Ginny caminó hasta situarse delante de él, aún con la varita en la mano.

-Dime qué haces aquí- le ordenó ella.

Harry respiró profundamente, buscando tener paciencia.

-Lo mismo que tú- contestó con amargura.

-No lo creo- dijo ella resueltamente- Yo no busco verme desnuda….

-¡Que no te vi desnuda!- exclamó perdiendo la poca paciencia que había reunido. No supo si ella tenía intención de hechizarlo de nuevo, pero como no quería quedarse a averiguarlo, le sujetó la muñeca con la que sostenía la varita.

-¡Suéltame!

-¡No! Y me vas a escuchar…-le advirtió Harry- Vamos a llevar la fiesta en paz ¿De acuerdo? Yo dejo mi varita en la mesa…-dijo poniéndola en la mesita frente a él- Y tú haces lo mismo- le dijo quitándole la suya de su mano.

-Deja mi va...!Au!- chilló Ginny, y Harry la soltó de inmediato, pensando que la había lastimado con su agarre. Ella se frotaba el brazo con una mueca de dolor en el rostro.

-Disculpa, no quise hacerte daño…mejor será que te sientes- Ginny parecía que le hacia caso sin pensarlo, porque se sentó sin poner queja alguna. Harry vio que tenía un moretón en la parte en donde ella se estaba frotando- Eso no lo hice yo ¿verdad?

-No…

-¿Qué te pasó en el brazo?- preguntó con voz seria.

-Gwenog…

-¿Qué?-Preguntó Harry sin entenderla.

-Entrenamiento de Quidditch con Gwenog- explicó Ginny soltándose el brazo-. Me duele todo el cuerpo y estaba completamente sucia cuando llegué aquí, por eso me fui a bañar…

-Entonces, esa escoba es tuya ¿no?- Harry señaló la Saeta de fuego que estaba en el piso. Ella asintió- Yo había pensado que era de Ron…

-¿De Ron?-Ginny frunció el ceño- ¿Por qué de Ron?

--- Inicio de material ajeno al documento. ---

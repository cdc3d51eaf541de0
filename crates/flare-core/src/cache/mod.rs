//! 按键去重的获取缓存。
//!
//! 用于守护昂贵的写入（例如索引写入）：同一个键在缓存视野内只有第一次获取会放行，
//! 其余调用通过回调得知“命中”或“被限流”。两种实现共享同一契约，但不共享代码。

mod disabled;
mod rate_limited;

pub use disabled::DisabledRateLimitedCache;
pub use rate_limited::{DefaultRateLimitedCache, RateLimitedCacheOptions};

/// 去重获取契约。
///
/// # 契约说明（What）
/// - `acquire` 返回 `true` 表示调用方是该键的“第一个”，应继续执行受保护的操作，此时不触发任何回调。
/// - 返回 `false` 时，实现至多调用 `cache_hit` 与 `rate_limited` 中的一个；是否调用取决于具体实现。
/// - `size` 返回当前跟踪的键数量；禁用实现恒为 0。
/// - 任意并发下，同一键在同一缓存视野内只有一个调用方得到 `true`。
///
/// # 设计取舍与风险（Trade-offs）
/// - `acquire` 为同步、非阻塞调用：判定只涉及内存结构与令牌桶，没有 I/O，
///   让调用方能在任何 Future 内部直接使用，无需额外的挂起点。
/// - 限流不是错误，只通过回调暴露。
pub trait RateLimitedCache<K>: Send + Sync {
    fn acquire(&self, key: K, cache_hit: &dyn Fn(), rate_limited: &dyn Fn()) -> bool;

    fn size(&self) -> usize;
}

-Porque él me dijo que tenía una Saeta y…

-No me has entendido- lo interrumpió Ginny poniendo los ojos en blanco- Lo que quiero decir es, ¿Por qué mi hermano dejaría su escoba en casa de Hermione?

-Pues porque él viene a visitarla por trabajo- contestó despreocupadamente- Hay ocasiones en que le digo que recoja unos papeles que hay aquí, y él es el que acostumbra venir por la casa. A veces le pido también que venga aquí en un día de descanso, cuando juega Quidditch…

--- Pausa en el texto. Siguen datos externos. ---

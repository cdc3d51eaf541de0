use std::sync::Arc;

use crate::{BoxFuture, Result};

use super::{Endpoint, Request, Response};

/// 传输实现统一封装建连流程。
///
/// # 设计背景（Why）
/// - 节点只是一个不透明的 RPC 端点；内存模拟与真实 TCP 必须可以互相替换，
///   集群管理器不得感知任何传输专有类型。
///
/// # 契约说明（What）
/// - `scheme`：实现支持的协议方案，如 `mem`、`tcp`。
/// - `connect`：建立到端点的逻辑通道；无法到达时返回 [`crate::ErrorKind::Connectivity`]。
/// - **前置条件**：`endpoint.scheme()` 与 [`Transport::scheme`] 匹配；不匹配时实现应返回协议错误。
///
/// # 风险提示（Trade-offs）
/// - `connect` 自身不设超时，调用方负责以 `tokio::time::timeout` 等手段约束。
pub trait Transport: Send + Sync + 'static {
    /// 返回支持的 scheme。
    fn scheme(&self) -> &str;

    /// 连接端点。
    fn connect(&self, endpoint: &Endpoint) -> BoxFuture<'static, Result<Arc<dyn Channel>>>;
}

/// 到远端端点的逻辑通道。
///
/// # 契约说明（What）
/// - `send`：发送一次请求并等待响应；失败分类为连通性、超时、协议或对端内部错误。
/// - `close`：释放底层资源；关闭后的 `send` 返回 [`crate::ErrorKind::Closed`]。
/// - 同一通道允许被多个任务并发调用 `send`，实现自行决定串行化策略。
pub trait Channel: Send + Sync + 'static {
    fn endpoint(&self) -> &Endpoint;

    fn send(&self, request: Request) -> BoxFuture<'static, Result<Response>>;

    fn close(&self) -> BoxFuture<'static, ()>;
}

/// 服务端处理契约：每个入站请求产出一个响应或失败。
///
/// 处理器返回的错误会按原分类回传给调用方。
pub trait RpcHandler: Send + Sync + 'static {
    fn handle(&self, request: Request) -> BoxFuture<'static, Result<Response>>;
}

impl<F> RpcHandler for F
where
    F: Fn(Request) -> BoxFuture<'static, Result<Response>> + Send + Sync + 'static,
{
    fn handle(&self, request: Request) -> BoxFuture<'static, Result<Response>> {
        self(request)
    }
}
//! Remote structured-parse fallback.
//!
//! Sends raw OCR text to a hosted chat-completion model and coerces its
//! free-text reply into a [`StructuredReceipt`]. Independent of the heuristic
//! item parser; callers pick one result or the other.

pub mod config;
pub mod fallback;
pub mod prompt;
pub mod recover;
pub mod transport;
pub mod types;

pub use config::{ConfigError, RemoteConfig};
pub use fallback::RemoteParser;
pub use prompt::build_prompt;
pub use recover::{coerce_receipt, recover_json};
pub use transport::{ChatReply, ChatTransport, HttpTransport, MockTransport, TransportError};
pub use types::{
    FailureKind, ParseFailure, RemoteOutcome, RemoteState, StructuredLineItem, StructuredReceipt,
};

Ginny parecía que ya no lo escuchaba. Se veía inmersa en sus pensamientos, pero con una pequeña sonrisa que empezaba a asomarse a sus labios. Harry solo se quedó callado, observándola por unos breves minutos.

-¿Ya te sientes mejor?-le preguntó cuando el silencio parecía alargarse. Ella se sobresaltó, e hizo otra mueca de dolor-¿Qué te pasa?- dijo inmediatamente Harry.

-Un calambre- explicó Ginny con hastío mientras subía una de sus piernas con cuidado al sofá- Estuve corriendo unas tres vueltas al campo de Quidditch…

Harry asintió, sin dejar de observarla. Sin saber si funcionaria, habló de nuevo.

-Recuéstate- le dijo.

-¿Qué?-ella lo miró confundida.

-Recuéstate en el sofá.

-¿Por qué?

-Solo hazme caso- le ordenó.

-Bonita manera de pedirlo…-murmuró ella, obviamente sin hacer lo que le decía.

Harry respiró profundamente, tratando de ser paciente de nuevo.

-Hazme caso esta vez…

-¿Y qué me vas a hacer si me acuesto?- preguntó ella, acercándose lentamente a él. Harry observó sus ojos color chocolate observándolo fijamente, como tratando de ver algo más en él- Sabes que lo que me pides se puede malinterpretar…- dijo volviendo a su sitio, enarcando una ceja.

Harry respiró profundamente por segunda vez, pero en esta ocasión lo hizo para que su cerebro no trajera la imagen de esa mujer vestida con una sola toalla…

-Te prometo que no voy a hacer nada de lo que tu mente pervertida está pensando…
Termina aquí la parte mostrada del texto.